------ DATA UNDER STUDY

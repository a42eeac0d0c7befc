//! Embedded files and file-attachment annotations.
//!
//! An attachment is embedded the moment it is declared: the file's bytes
//! become an embedded-file stream and a file specification dictionary
//! referencing it. Placement happens later, when an anchor in the text
//! names the attachment and fixes its rectangle; placed attachments turn
//! into annotations on the page being flushed.

use std::fs::File;
use std::io::{BufRead, BufReader, Read, Write};

use chrono::{DateTime, Local};

use crate::document::DocumentWriter;
use crate::error::{Error, Result};
use crate::object::ObjectId;
use crate::page::PageHandle;

/// An embedded file waiting for a page anchor.
#[derive(Debug)]
pub(crate) struct Attachment {
    filespec: ObjectId,
    name: String,
    kind: Option<String>,
    pos: Option<(i32, i32)>,
}

impl Attachment {
    /// Embed a file and its file specification.
    ///
    /// Text mode re-terminates every line with CRLF. The input is opened
    /// before any object is allocated, so a missing file leaves nothing
    /// dangling.
    pub fn load<W: Write>(
        doc: &mut DocumentWriter<W>,
        path: &str,
        name: &str,
        kind: Option<&str>,
        binary: bool,
    ) -> Result<Self> {
        let file = File::open(path).map_err(|source| Error::SourceFile {
            path: path.to_string(),
            source,
        })?;
        let modified: DateTime<Local> = file
            .metadata()
            .and_then(|meta| meta.modified())
            .map(DateTime::from)
            .unwrap_or_else(|_| Local::now());

        log::debug!("embedding {} ({})", path, kind.unwrap_or("untyped"));

        let mut strm = doc.new_stream();
        strm.open(doc, Some("EmbeddedFile"))?;
        if binary {
            doc.put_raw("/Subtype/Application#2Foctet-stream")?;
        } else {
            doc.put_raw("/Subtype/Text#2Fplain#20charset=us-ascii")?;
        }

        let mut reader = BufReader::new(file);
        if binary {
            let mut buf = [0u8; 1024];
            loop {
                let n = reader.read(&mut buf)?;
                if n == 0 {
                    break;
                }
                strm.append_data(&buf[..n]);
            }
        } else {
            for line in reader.lines() {
                let line = line?;
                strm.append_cmd(&line);
                strm.append_cmd("\r\n");
            }
        }

        doc.put_raw("/Params <<")?;
        doc.put_int("Size", strm.len() as i64)?;
        doc.put_date("CreationDate", modified)?;
        doc.put_raw(">> ")?;
        let embedded = strm.close(doc)?;

        let filespec = doc.alloc();
        doc.open_object(filespec, Some("Filespec"))?;
        doc.put_str("F", path)?;
        doc.put_raw("/EF<<")?;
        doc.put_ref(Some("F"), embedded)?;
        doc.put_raw(">> ")?;
        doc.close_object(filespec)?;

        Ok(Self {
            filespec,
            name: name.to_string(),
            kind: kind.map(str::to_string),
            pos: None,
        })
    }

    /// Emit the file-attachment annotation at the placed position.
    fn emit<W: Write>(&self, doc: &mut DocumentWriter<W>, x: i32, y: i32) -> Result<ObjectId> {
        let id = doc.alloc();
        doc.open_object(id, Some("Annot"))?;
        doc.put_raw("/Subtype/FileAttachment/F 0/Name/Tag")?;
        doc.put_raw(&format!("/Rect [{} {} {} {}]", x, y, x + 20, y + 20))?;
        doc.put_str("T", &self.name)?;
        let contents = match &self.kind {
            Some(kind) => format!("{} {}", self.name, kind),
            None => self.name.clone(),
        };
        doc.put_str("Contents", &contents)?;
        doc.put_ref(Some("FS"), self.filespec)?;
        doc.close_object(id)?;
        Ok(id)
    }
}

/// Attachments declared so far and not yet placed on a page.
#[derive(Debug, Default)]
pub(crate) struct AttachmentList {
    pending: Vec<Attachment>,
}

impl AttachmentList {
    pub fn push(&mut self, attachment: Attachment) {
        self.pending.push(attachment);
    }

    /// Fix the rectangle of the named attachment. Unknown names are
    /// ignored.
    pub fn place(&mut self, name: &str, x: i32, y: i32) {
        if let Some(attachment) = self.pending.iter_mut().find(|a| a.name == name) {
            attachment.pos = Some((x, y));
        }
    }

    /// Turn every placed attachment into an annotation on the given page.
    /// Unplaced attachments stay pending.
    pub fn flush<W: Write>(&mut self, doc: &mut DocumentWriter<W>, page: PageHandle) -> Result<()> {
        let mut keep = Vec::new();
        for attachment in self.pending.drain(..) {
            match attachment.pos {
                Some((x, y)) => {
                    let id = attachment.emit(doc, x, y)?;
                    doc.add_page_annotation(page, id);
                },
                None => keep.push(attachment),
            }
        }
        self.pending = keep;
        Ok(())
    }
}

#[cfg(test)]
mod tests {
    use super::*;
    use crate::document::WriterConfig;
    use std::io::Write as _;

    fn writer() -> DocumentWriter<Vec<u8>> {
        DocumentWriter::from_writer(Vec::new(), WriterConfig::default()).unwrap()
    }

    #[test]
    fn test_missing_file_allocates_nothing() {
        let mut doc = writer();
        let before = doc.object_count();
        let err = doc.attach_file("/no/such/file", "x", None, true);
        assert!(matches!(err, Err(Error::SourceFile { .. })));
        assert_eq!(doc.object_count(), before);
    }

    #[test]
    fn test_text_mode_reterminates_lines() {
        let mut tmp = tempfile::NamedTempFile::new().unwrap();
        tmp.write_all(b"alpha\nbeta\r\ngamma").unwrap();
        let path = tmp.path().to_str().unwrap().to_string();

        let config = WriterConfig::default().with_compress(false);
        let mut doc = DocumentWriter::from_writer(Vec::new(), config).unwrap();
        doc.attach_file(&path, "notes", Some("text"), false).unwrap();
        let bytes = doc.finalize().unwrap();
        let text = String::from_utf8_lossy(&bytes);
        assert!(text.contains("alpha\r\nbeta\r\ngamma\r\n"));
        assert!(text.contains("/Type/EmbeddedFile"));
        assert!(text.contains("/Type/Filespec"));
        // Size covers the re-terminated bytes: 5+2 + 4+2 + 5+2.
        assert!(text.contains("/Size 20"));
    }

    #[test]
    fn test_placed_attachment_becomes_annotation() {
        let mut tmp = tempfile::NamedTempFile::new().unwrap();
        tmp.write_all(b"payload").unwrap();
        let path = tmp.path().to_str().unwrap().to_string();

        let config = WriterConfig::default().with_compress(false);
        let mut doc = DocumentWriter::from_writer(Vec::new(), config).unwrap();
        doc.attach_file(&path, "tape1", Some("tape image"), true).unwrap();
        doc.place_attachment("tape1", 30, 500);

        let page = doc.new_page(crate::page::Orientation::Portrait);
        let mut strm = doc.new_stream();
        strm.append_cmd("BT ET\n");
        let contents = strm.close(&mut doc).unwrap();
        let resources = doc.resources(&crate::resources::ResourceSpec::new()).unwrap();
        doc.set_page_contents(page, contents);
        doc.set_page_resources(page, resources);
        doc.flush_attachments(page).unwrap();
        doc.finish_page(page).unwrap();

        let bytes = doc.finalize().unwrap();
        let text = String::from_utf8_lossy(&bytes);
        assert!(text.contains("/Subtype/FileAttachment"));
        assert!(text.contains("/Rect [30 500 50 520]"));
        assert!(text.contains("/Contents (tape1 tape image)"));
        assert!(text.contains("/Annots"));
    }

    #[test]
    fn test_unplaced_attachment_stays_pending() {
        let mut tmp = tempfile::NamedTempFile::new().unwrap();
        tmp.write_all(b"payload").unwrap();
        let path = tmp.path().to_str().unwrap().to_string();

        let mut doc = writer();
        doc.attach_file(&path, "tape2", None, true).unwrap();
        let page = doc.new_page(crate::page::Orientation::Portrait);
        let before = doc.object_count();
        doc.flush_attachments(page).unwrap();
        // No annotation objects were created.
        assert_eq!(doc.object_count(), before);
    }
}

------------

• GOAL OF THE EXERCISE:
Please set down the entire listing once more, exactly as it stands.

• RESPONSE BELOW:
repository a42eeac0d0c7befc
//! Embedded files and file-attachment annotations.
//!
//! An attachment is embedded the moment it is declared: the file's bytes
//! become an embedded-file stream and a file specification dictionary
//! referencing it. Placement happens later, when an anchor in the text
//! names the attachment and fixes its rectangle; placed attachments turn
//! into annotations on the page being flushed.

use std::fs::File;
use std::io::{BufRead, BufReader, Read, Write};

use chrono::{DateTime, Local};

use crate::document::DocumentWriter;
use crate::error::{Error, Result};
use crate::object::ObjectId;
use crate::page::PageHandle;

/// An embedded file waiting for a page anchor.
#[derive(Debug)]
pub(crate) struct Attachment {
    filespec: ObjectId,
    name: String,
    kind: Option<String>,
    pos: Option<(i32, i32)>,
}

impl Attachment {
    /// Embed a file and its file specification.
    ///
    /// Text mode re-terminates every line with CRLF. The input is opened
    /// before any object is allocated, so a missing file leaves nothing
    /// dangling.
    pub fn load<W: Write>(
        doc: &mut DocumentWriter<W>,
        path: &str,
        name: &str,
        kind: Option<&str>,
        binary: bool,
    ) -> Result<Self> {
        let file = File::open(path).map_err(|source| Error::SourceFile {
            path: path.to_string(),
            source,
        })?;
        let modified: DateTime<Local> = file
            .metadata()
            .and_then(|meta| meta.modified())
            .map(DateTime::from)
            .unwrap_or_else(|_| Local::now());

        log::debug!("embedding {} ({})", path, kind.unwrap_or("untyped"));

        let mut strm = doc.new_stream();
        strm.open(doc, Some("EmbeddedFile"))?;
        if binary {
            doc.put_raw("/Subtype/Application#2Foctet-stream")?;
        } else {
            doc.put_raw("/Subtype/Text#2Fplain#20charset=us-ascii")?;
        }

        let mut reader = BufReader::new(file);
        if binary {
            let mut buf = [0u8; 1024];
            loop {
                let n = reader.read(&mut buf)?;
                if n == 0 {
                    break;
                }
                strm.append_data(&buf[..n]);
            }
        } else {
            for line in reader.lines() {
                let line = line?;
                strm.append_cmd(&line);
                strm.append_cmd("\r\n");
            }
        }

        doc.put_raw("/Params <<")?;
        doc.put_int("Size", strm.len() as i64)?;
        doc.put_date("CreationDate", modified)?;
        doc.put_raw(">> ")?;
        let embedded = strm.close(doc)?;

        let filespec = doc.alloc();
        doc.open_object(filespec, Some("Filespec"))?;
        doc.put_str("F", path)?;
        doc.put_raw("/EF<<")?;
        doc.put_ref(Some("F"), embedded)?;
        doc.put_raw(">> ")?;
        doc.close_object(filespec)?;

        Ok(Self {
            filespec,
            name: name.to_string(),
            kind: kind.map(str::to_string),
            pos: None,
        })
    }

    /// Emit the file-attachment annotation at the placed position.
    fn emit<W: Write>(&self, doc: &mut DocumentWriter<W>, x: i32, y: i32) -> Result<ObjectId> {
        let id = doc.alloc();
        doc.open_object(id, Some("Annot"))?;
        doc.put_raw("/Subtype/FileAttachment/F 0/Name/Tag")?;
        doc.put_raw(&format!("/Rect [{} {} {} {}]", x, y, x + 20, y + 20))?;
        doc.put_str("T", &self.name)?;
        let contents = match &self.kind {
            Some(kind) => format!("{} {}", self.name, kind),
            None => self.name.clone(),
        };
        doc.put_str("Contents", &contents)?;
        doc.put_ref(Some("FS"), self.filespec)?;
        doc.close_object(id)?;
        Ok(id)
    }
}

/// Attachments declared so far and not yet placed on a page.
#[derive(Debug, Default)]
pub(crate) struct AttachmentList {
    pending: Vec<Attachment>,
}

impl AttachmentList {
    pub fn push(&mut self, attachment: Attachment) {
        self.pending.push(attachment);
    }

    /// Fix the rectangle of the named attachment. Unknown names are
    /// ignored.
    pub fn place(&mut self, name: &str, x: i32, y: i32) {
        if let Some(attachment) = self.pending.iter_mut().find(|a| a.name == name) {
            attachment.pos = Some((x, y));
        }
    }

    /// Turn every placed attachment into an annotation on the given page.
    /// Unplaced attachments stay pending.
    pub fn flush<W: Write>(&mut self, doc: &mut DocumentWriter<W>, page: PageHandle) -> Result<()> {
        let mut keep = Vec::new();
        for attachment in self.pending.drain(..) {
            match attachment.pos {
                Some((x, y)) => {
                    let id = attachment.emit(doc, x, y)?;
                    doc.add_page_annotation(page, id);
                },
                None => keep.push(attachment),
            }
        }
        self.pending = keep;
        Ok(())
    }
}

#[cfg(test)]
mod tests {
    use super::*;
    use crate::document::WriterConfig;
    use std::io::Write as _;

    fn writer() -> DocumentWriter<Vec<u8>> {
        DocumentWriter::from_writer(Vec::new(), WriterConfig::default()).unwrap()
    }

    #[test]
    fn test_missing_file_allocates_nothing() {
        let mut doc = writer();
        let before = doc.object_count();
        let err = doc.attach_file("/no/such/file", "x", None, true);
        assert!(matches!(err, Err(Error::SourceFile { .. })));
        assert_eq!(doc.object_count(), before);
    }

    #[test]
    fn test_text_mode_reterminates_lines() {
        let mut tmp = tempfile::NamedTempFile::new().unwrap();
        tmp.write_all(b"alpha\nbeta\r\ngamma").unwrap();
        let path = tmp.path().to_str().unwrap().to_string();

        let config = WriterConfig::default().with_compress(false);
        let mut doc = DocumentWriter::from_writer(Vec::new(), config).unwrap();
        doc.attach_file(&path, "notes", Some("text"), false).unwrap();
        let bytes = doc.finalize().unwrap();
        let text = String::from_utf8_lossy(&bytes);
        assert!(text.contains("alpha\r\nbeta\r\ngamma\r\n"));
        assert!(text.contains("/Type/EmbeddedFile"));
        assert!(text.contains("/Type/Filespec"));
        // Size covers the re-terminated bytes: 5+2 + 4+2 + 5+2.
        assert!(text.contains("/Size 20"));
    }

    #[test]
    fn test_placed_attachment_becomes_annotation() {
        let mut tmp = tempfile::NamedTempFile::new().unwrap();
        tmp.write_all(b"payload").unwrap();
        let path = tmp.path().to_str().unwrap().to_string();

        let config = WriterConfig::default().with_compress(false);
        let mut doc = DocumentWriter::from_writer(Vec::new(), config).unwrap();
        doc.attach_file(&path, "tape1", Some("tape image"), true).unwrap();
        doc.place_attachment("tape1", 30, 500);

        let page = doc.new_page(crate::page::Orientation::Portrait);
        let mut strm = doc.new_stream();
        strm.append_cmd("BT ET\n");
        let contents = strm.close(&mut doc).unwrap();
        let resources = doc.resources(&crate::resources::ResourceSpec::new()).unwrap();
        doc.set_page_contents(page, contents);
        doc.set_page_resources(page, resources);
        doc.flush_attachments(page).unwrap();
        doc.finish_page(page).unwrap();

        let bytes = doc.finalize().unwrap();
        let text = String::from_utf8_lossy(&bytes);
        assert!(text.contains("/Subtype/FileAttachment"));
        assert!(text.contains("/Rect [30 500 50 520]"));
        assert!(text.contains("/Contents (tape1 tape image)"));
        assert!(text.contains("/Annots"));
    }

    #[test]
    fn test_unplaced_attachment_stays_pending() {
        let mut tmp = tempfile::NamedTempFile::new().unwrap();
        tmp.write_all(b"payload").unwrap();
        let path = tmp.path().to_str().unwrap().to_string();

        let mut doc = writer();
        doc.attach_file(&path, "tape2", None, true).unwrap();
        let page = doc.new_page(crate::page::Orientation::Portrait);
        let before = doc.object_count();
        doc.flush_attachments(page).unwrap();
        // No annotation objects were created.
        assert_eq!(doc.object_count(), before);
    }
}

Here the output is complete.